● Task directions: Only the lines from the one containing "pub mod plan;" through the end of the data belong in the answer; reproduce them exactly.

● Source material:
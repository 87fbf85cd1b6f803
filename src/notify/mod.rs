//! Notification stage: channel summary plus per-recipient messages
//!
//! Two phases, mirroring each other:
//! 1. Plan - group, sort and render (pure, see [`plan`])
//! 2. Deliver - resolve emails and Slack IDs, then post (effectful)

mod deliver;
pub mod plan;

pub use deliver::{
    DeliveryReport, build_summaries, plan_individual_messages, resolve_mention,
    route_merge_request, send_individual_messages, send_summary,
};
pub use plan::{
    AssigneeGroup, FALLBACK_INTRO, ProjectLink, RecipientBatches, SummaryLine, UNASSIGNED,
    UnroutedAssignee, age_in_days, group_by_assignee, intro_for, project_link, render_batch,
    render_merge_request, render_summary, sort_summaries,
};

● Result for this exercise:
pub mod plan;

pub use deliver::{
    DeliveryReport, build_summaries, plan_individual_messages, resolve_mention,
    route_merge_request, send_individual_messages, send_summary,
};
pub use plan::{
    AssigneeGroup, FALLBACK_INTRO, ProjectLink, RecipientBatches, SummaryLine, UNASSIGNED,
    UnroutedAssignee, age_in_days, group_by_assignee, intro_for, project_link, render_batch,
    render_merge_request, render_summary, sort_summaries,
};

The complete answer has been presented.